Yes I am using OCLPHi there.
iMac 2012 doesn't natively supports Ventura, so I'm assuming that you are using a patch.
You describe very slow access times, your iMac has feen fitted with a SSD disk or still have the original one?
I would start by booting from the CCC backup, (plug the disk, turn ON the Mac and immediately press and hold the OPTION/alt key)
If you can boot, then your iMac is probably working correctly.
Once logged, open Disk Utility and run First Aid on the internal disk, also check if there's some empty space available.
If not, you can delete the contents of the Caches folder (and empty the Trash folder) in the user library to quickly free-up some GB's.
If errors were found and corrected and/or the disk was full, you can try to restart and boot from the internal disk.
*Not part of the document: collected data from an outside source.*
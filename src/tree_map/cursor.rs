use core::fmt;
use core::ptr;

use crate::raw::{Handle, RawTree};

/// A cursor over an entry of a `TreeMap`, movable in both directions.
///
/// A cursor either points at an entry or sits past the end of the map. It is
/// created by the [`cursor_front`], [`cursor_back`], and [`find_cursor`]
/// methods on [`TreeMap`], and borrows the map immutably for its whole
/// lifetime, so the map cannot change underneath it.
///
/// Stepping costs O(depth) in the worst case (climbing out of a deep
/// subtree), but a sweep across the whole map touches every link at most
/// twice, so a full pass is O(n).
///
/// # Examples
///
/// ```
/// use sabi_tree::TreeMap;
///
/// let map = TreeMap::from([(1, "a"), (2, "b"), (3, "c")]);
///
/// let mut cursor = map.find_cursor(&2);
/// assert_eq!(cursor.key_value(), Some((&2, &"b")));
/// cursor.move_prev();
/// assert_eq!(cursor.key_value(), Some((&1, &"a")));
/// ```
///
/// [`cursor_front`]: crate::TreeMap::cursor_front
/// [`cursor_back`]: crate::TreeMap::cursor_back
/// [`find_cursor`]: crate::TreeMap::find_cursor
/// [`TreeMap`]: crate::TreeMap
pub struct Cursor<'a, K, V> {
    pub(crate) tree: &'a RawTree<K, V>,
    pub(crate) node: Option<Handle>,
}

impl<'a, K, V> Cursor<'a, K, V> {
    /// Returns a reference to the key of the current entry, or `None` if the
    /// cursor is past the end.
    ///
    /// The returned reference borrows the map, not the cursor, so it stays
    /// usable after the cursor moves on.
    ///
    /// # Complexity
    ///
    /// O(1)
    #[must_use]
    pub fn key(&self) -> Option<&'a K> {
        Some(self.tree.node(self.node?).key())
    }

    /// Returns a reference to the value of the current entry, or `None` if
    /// the cursor is past the end.
    ///
    /// # Complexity
    ///
    /// O(1)
    #[must_use]
    pub fn value(&self) -> Option<&'a V> {
        let node = self.tree.node(self.node?);
        Some(self.tree.value(node.value()))
    }

    /// Returns references to the key and value of the current entry, or
    /// `None` if the cursor is past the end.
    ///
    /// # Complexity
    ///
    /// O(1)
    #[must_use]
    pub fn key_value(&self) -> Option<(&'a K, &'a V)> {
        let node = self.tree.node(self.node?);
        Some((node.key(), self.tree.value(node.value())))
    }

    /// Moves the cursor to the next entry in key order.
    ///
    /// Stepping off the largest entry leaves the cursor past the end; a
    /// cursor past the end stays there.
    ///
    /// # Complexity
    ///
    /// O(depth) worst case; O(1) amortized over a full sweep.
    pub fn move_next(&mut self) {
        if let Some(handle) = self.node {
            self.node = self.tree.successor(handle);
        }
    }

    /// Moves the cursor to the previous entry in key order.
    ///
    /// Stepping off the smallest entry leaves the cursor past the end; a
    /// cursor past the end stays there.
    ///
    /// # Complexity
    ///
    /// O(depth) worst case; O(1) amortized over a full sweep.
    pub fn move_prev(&mut self) {
        if let Some(handle) = self.node {
            self.node = self.tree.predecessor(handle);
        }
    }
}

impl<K, V> Clone for Cursor<'_, K, V> {
    fn clone(&self) -> Self {
        Cursor {
            tree: self.tree,
            node: self.node,
        }
    }
}

impl<K, V> PartialEq for Cursor<'_, K, V> {
    /// Two cursors are equal when they point at the same position of the
    /// same map. All past-the-end cursors of one map compare equal.
    fn eq(&self, other: &Self) -> bool {
        ptr::eq(self.tree, other.tree) && self.node == other.node
    }
}

impl<K, V> Eq for Cursor<'_, K, V> {}

impl<K: fmt::Debug, V: fmt::Debug> fmt::Debug for Cursor<'_, K, V> {
    fn fmt(&self, f: &mut fmt::Formatter<'_>) -> fmt::Result {
        f.debug_tuple("Cursor").field(&self.key_value()).finish()
    }
}

/// A cursor over an entry of a `TreeMap` with editing powers.
///
/// Like [`Cursor`], a mutable cursor either points at an entry or sits past
/// the end of the map. It is created by the [`cursor_front_mut`],
/// [`cursor_back_mut`], and [`find_cursor_mut`] methods on [`TreeMap`] and
/// borrows the map mutably, so it is the only handle into the map while it
/// lives.
///
/// On top of movement and read access, a mutable cursor can change the
/// current value in place and remove the current entry; removal leaves the
/// cursor on a still-valid neighboring position instead of invalidating it.
///
/// # Examples
///
/// ```
/// use sabi_tree::TreeMap;
///
/// let mut map = TreeMap::from([(1, "a"), (2, "b"), (3, "c")]);
///
/// let mut cursor = map.cursor_front_mut();
/// cursor.move_next();
/// assert_eq!(cursor.remove_current(), Some((2, "b")));
/// assert_eq!(cursor.key(), Some(&3));
/// assert_eq!(map.len(), 2);
/// ```
///
/// [`cursor_front_mut`]: crate::TreeMap::cursor_front_mut
/// [`cursor_back_mut`]: crate::TreeMap::cursor_back_mut
/// [`find_cursor_mut`]: crate::TreeMap::find_cursor_mut
/// [`TreeMap`]: crate::TreeMap
pub struct CursorMut<'a, K, V> {
    pub(crate) tree: &'a mut RawTree<K, V>,
    pub(crate) node: Option<Handle>,
}

impl<K, V> CursorMut<'_, K, V> {
    /// Returns a reference to the key of the current entry, or `None` if the
    /// cursor is past the end.
    ///
    /// # Complexity
    ///
    /// O(1)
    #[must_use]
    pub fn key(&self) -> Option<&K> {
        Some(self.tree.node(self.node?).key())
    }

    /// Returns a reference to the value of the current entry, or `None` if
    /// the cursor is past the end.
    ///
    /// # Complexity
    ///
    /// O(1)
    #[must_use]
    pub fn value(&self) -> Option<&V> {
        let node = self.tree.node(self.node?);
        Some(self.tree.value(node.value()))
    }

    /// Returns a mutable reference to the value of the current entry, or
    /// `None` if the cursor is past the end.
    ///
    /// # Examples
    ///
    /// ```
    /// use sabi_tree::TreeMap;
    ///
    /// let mut map = TreeMap::from([(1, 10), (2, 20)]);
    /// let mut cursor = map.cursor_front_mut();
    /// if let Some(value) = cursor.value_mut() {
    ///     *value += 1;
    /// }
    /// assert_eq!(map[&1], 11);
    /// ```
    ///
    /// # Complexity
    ///
    /// O(1)
    #[must_use]
    pub fn value_mut(&mut self) -> Option<&mut V> {
        let slot = self.tree.node(self.node?).value();
        Some(self.tree.value_mut(slot))
    }

    /// Returns references to the key and value of the current entry, or
    /// `None` if the cursor is past the end.
    ///
    /// # Complexity
    ///
    /// O(1)
    #[must_use]
    pub fn key_value(&self) -> Option<(&K, &V)> {
        let node = self.tree.node(self.node?);
        Some((node.key(), self.tree.value(node.value())))
    }

    /// Moves the cursor to the next entry in key order.
    ///
    /// Stepping off the largest entry leaves the cursor past the end; a
    /// cursor past the end stays there.
    ///
    /// # Complexity
    ///
    /// O(depth) worst case; O(1) amortized over a full sweep.
    pub fn move_next(&mut self) {
        if let Some(handle) = self.node {
            self.node = self.tree.successor(handle);
        }
    }

    /// Moves the cursor to the previous entry in key order.
    ///
    /// Stepping off the smallest entry leaves the cursor past the end; a
    /// cursor past the end stays there.
    ///
    /// # Complexity
    ///
    /// O(depth) worst case; O(1) amortized over a full sweep.
    pub fn move_prev(&mut self) {
        if let Some(handle) = self.node {
            self.node = self.tree.predecessor(handle);
        }
    }

    /// Removes the current entry, returning its key and value, and leaves
    /// the cursor on the position where the tree closed the gap:
    ///
    /// - removing a leaf lands on its parent (or past the end when the map
    ///   became empty);
    /// - removing an entry with one child lands on the smallest key of the
    ///   promoted subtree;
    /// - removing an entry with two children lands on the in-order
    ///   successor, which took over the removed entry's place.
    ///
    /// The continuation follows the tree surgery, not key order: the new
    /// position can hold a key *smaller* than the removed one (removing a
    /// right-hanging leaf lands on its parent). Bulk removals that must
    /// visit every key exactly once are better served by
    /// [`TreeMap::retain`] or [`TreeMap::remove_range`].
    ///
    /// Returns `None`, without moving, if the cursor is past the end.
    ///
    /// # Examples
    ///
    /// ```
    /// use sabi_tree::TreeMap;
    ///
    /// let mut map = TreeMap::from([(1, "a"), (2, "b"), (3, "c")]);
    ///
    /// let mut cursor = map.find_cursor_mut(&2);
    /// assert_eq!(cursor.remove_current(), Some((2, "b")));
    /// assert_eq!(cursor.key(), Some(&3));
    ///
    /// // Past the end there is nothing to remove.
    /// let mut end = map.find_cursor_mut(&99);
    /// assert_eq!(end.remove_current(), None);
    /// ```
    ///
    /// [`TreeMap::retain`]: crate::TreeMap::retain
    /// [`TreeMap::remove_range`]: crate::TreeMap::remove_range
    ///
    /// # Complexity
    ///
    /// O(depth): O(log n) on average, O(n) worst case.
    pub fn remove_current(&mut self) -> Option<(K, V)>
    where
        K: Ord,
    {
        let handle = self.node?;
        let (key, value, next) = self.tree.erase(handle);
        self.node = next;
        Some((key, value))
    }
}

impl<K: fmt::Debug, V: fmt::Debug> fmt::Debug for CursorMut<'_, K, V> {
    fn fmt(&self, f: &mut fmt::Formatter<'_>) -> fmt::Result {
        f.debug_tuple("CursorMut").field(&self.key_value()).finish()
    }
}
If the internal disk shows errors and they cannot be fixed by the Disk Utility, then you can have a faulty disk or a corrupted APFS volume.
A faulty disk will need a replacement
A corrupted one will need you to restore from a backup.
Before restoring, you can save your email folder (in User's Library) to have those emails safely stored.
No I don't have any slow access times. I have an SSD, it works flawlessly. This thread was borne out of just ONE problem. I tried to move aroudn 37,000 photos from one folder to another. Silly maybe, but it hung (as i half expected). I had to force quit and reboot. But that 'command' seems stuck in memory, hence after every reboot Finder just tries it again, which means it hangs again. I need to clear that 'command' out of the 'queue' somehow.
I believe Safe Mode will do that, i haven't got round to following the advice above yet to hopefully force the machine into Safe Mode. That may solve my problem.
I don't think there's any problem with my hardware at all. I am sure there isn't. It's just that Finder error/hang where it says "The last time you opened Finder, it was force quit while reopening windows. Do you want to reopen its windows again?"